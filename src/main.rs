//! Habitat Planner - habitat module layout editor
//!
//! Places, moves, rotates and scales habitat modules with bounding-box
//! collision checks, and reports illustrative cost, mass and compliance
//! figures for the layout.

use clap::{Parser, Subcommand};
use std::path::PathBuf;
use tracing_subscriber::{layer::SubscriberExt, util::SubscriberInitExt};

use habitat_planner::cli::{
    AddArgs, CliContext, CliResult, ConfigArgs, DeleteArgs, ExitCode, ListArgs, MoveArgs,
    ReportArgs, RotateArgs, ScaleArgs, SceneArgs, ShellArgs, TypesArgs,
};
use habitat_planner::constants::APP_BINARY_NAME;

/// Habitat Planner - place habitat modules and check the mission figures
#[derive(Parser, Debug)]
#[command(name = APP_BINARY_NAME, author, version, about, long_about = None)]
struct Cli {
    /// Save slot file (overrides the configured slot)
    #[arg(long, global = true, value_name = "FILE")]
    slot: Option<PathBuf>,

    /// Enable verbose logging
    #[arg(short, long, global = true)]
    verbose: bool,

    #[command(subcommand)]
    command: Command,
}

#[derive(Subcommand, Debug)]
enum Command {
    /// Add a module at the origin
    Add(AddArgs),
    /// Delete a module
    Delete(DeleteArgs),
    /// Move a module along one axis
    Move(MoveArgs),
    /// Rotate a module about one axis
    Rotate(RotateArgs),
    /// Rescale a module
    Scale(ScaleArgs),
    /// List placed modules
    List(ListArgs),
    /// Show mission metrics, compliance and logistics
    Report(ReportArgs),
    /// List module types
    Types(TypesArgs),
    /// Print render nodes for a display front end
    Scene(SceneArgs),
    /// Interactive editing session on stdin
    Shell(ShellArgs),
    /// Manage configuration
    Config(ConfigArgs),
}

impl Command {
    fn execute(&self, ctx: &CliContext) -> CliResult<()> {
        match self {
            Self::Add(args) => args.execute(ctx),
            Self::Delete(args) => args.execute(ctx),
            Self::Move(args) => args.execute(ctx),
            Self::Rotate(args) => args.execute(ctx),
            Self::Scale(args) => args.execute(ctx),
            Self::List(args) => args.execute(ctx),
            Self::Report(args) => args.execute(ctx),
            Self::Types(args) => args.execute(),
            Self::Scene(args) => args.execute(ctx),
            Self::Shell(args) => args.execute(ctx),
            Self::Config(args) => args.execute(),
        }
    }
}

fn main() {
    let cli = Cli::parse();

    // Initialize tracing; stdout is reserved for command output
    let filter = if cli.verbose { "debug" } else { "warn" };
    tracing_subscriber::registry()
        .with(
            tracing_subscriber::EnvFilter::try_from_default_env().unwrap_or_else(|_| filter.into()),
        )
        .with(tracing_subscriber::fmt::layer().with_writer(std::io::stderr))
        .init();

    let ctx = CliContext::new(cli.slot.clone());
    let code = match cli.command.execute(&ctx) {
        Ok(()) => ExitCode::Success,
        Err(err) => {
            eprintln!("Error: {err}");
            err.exit_code()
        }
    };
    std::process::exit(code.code());
}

- - - - -

## WHAT IS BEING ASKED
Retype the listing above word for word.

## SOLUTION TO THE PROBLEM
filename src/main.rs
//! Habitat Planner - habitat module layout editor
//!
//! Places, moves, rotates and scales habitat modules with bounding-box
//! collision checks, and reports illustrative cost, mass and compliance
//! figures for the layout.

use clap::{Parser, Subcommand};
use std::path::PathBuf;
use tracing_subscriber::{layer::SubscriberExt, util::SubscriberInitExt};

use habitat_planner::cli::{
    AddArgs, CliContext, CliResult, ConfigArgs, DeleteArgs, ExitCode, ListArgs, MoveArgs,
    ReportArgs, RotateArgs, ScaleArgs, SceneArgs, ShellArgs, TypesArgs,
};
use habitat_planner::constants::APP_BINARY_NAME;

/// Habitat Planner - place habitat modules and check the mission figures
#[derive(Parser, Debug)]
#[command(name = APP_BINARY_NAME, author, version, about, long_about = None)]
struct Cli {
    /// Save slot file (overrides the configured slot)
    #[arg(long, global = true, value_name = "FILE")]
    slot: Option<PathBuf>,

    /// Enable verbose logging
    #[arg(short, long, global = true)]
    verbose: bool,

    #[command(subcommand)]
    command: Command,
}

#[derive(Subcommand, Debug)]
enum Command {
    /// Add a module at the origin
    Add(AddArgs),
    /// Delete a module
    Delete(DeleteArgs),
    /// Move a module along one axis
    Move(MoveArgs),
    /// Rotate a module about one axis
    Rotate(RotateArgs),
    /// Rescale a module
    Scale(ScaleArgs),
    /// List placed modules
    List(ListArgs),
    /// Show mission metrics, compliance and logistics
    Report(ReportArgs),
    /// List module types
    Types(TypesArgs),
    /// Print render nodes for a display front end
    Scene(SceneArgs),
    /// Interactive editing session on stdin
    Shell(ShellArgs),
    /// Manage configuration
    Config(ConfigArgs),
}

impl Command {
    fn execute(&self, ctx: &CliContext) -> CliResult<()> {
        match self {
            Self::Add(args) => args.execute(ctx),
            Self::Delete(args) => args.execute(ctx),
            Self::Move(args) => args.execute(ctx),
            Self::Rotate(args) => args.execute(ctx),
            Self::Scale(args) => args.execute(ctx),
            Self::List(args) => args.execute(ctx),
            Self::Report(args) => args.execute(ctx),
            Self::Types(args) => args.execute(),
            Self::Scene(args) => args.execute(ctx),
            Self::Shell(args) => args.execute(ctx),
            Self::Config(args) => args.execute(),
        }
    }
}

fn main() {
    let cli = Cli::parse();

    // Initialize tracing; stdout is reserved for command output
    let filter = if cli.verbose { "debug" } else { "warn" };
    tracing_subscriber::registry()
        .with(
            tracing_subscriber::EnvFilter::try_from_default_env().unwrap_or_else(|_| filter.into()),
        )
        .with(tracing_subscriber::fmt::layer().with_writer(std::io::stderr))
        .init();

    let ctx = CliContext::new(cli.slot.clone());
    let code = match cli.command.execute(&ctx) {
        Ok(()) => ExitCode::Success,
        Err(err) => {
            eprintln!("Error: {err}");
            err.exit_code()
        }
    };
    std::process::exit(code.code());
}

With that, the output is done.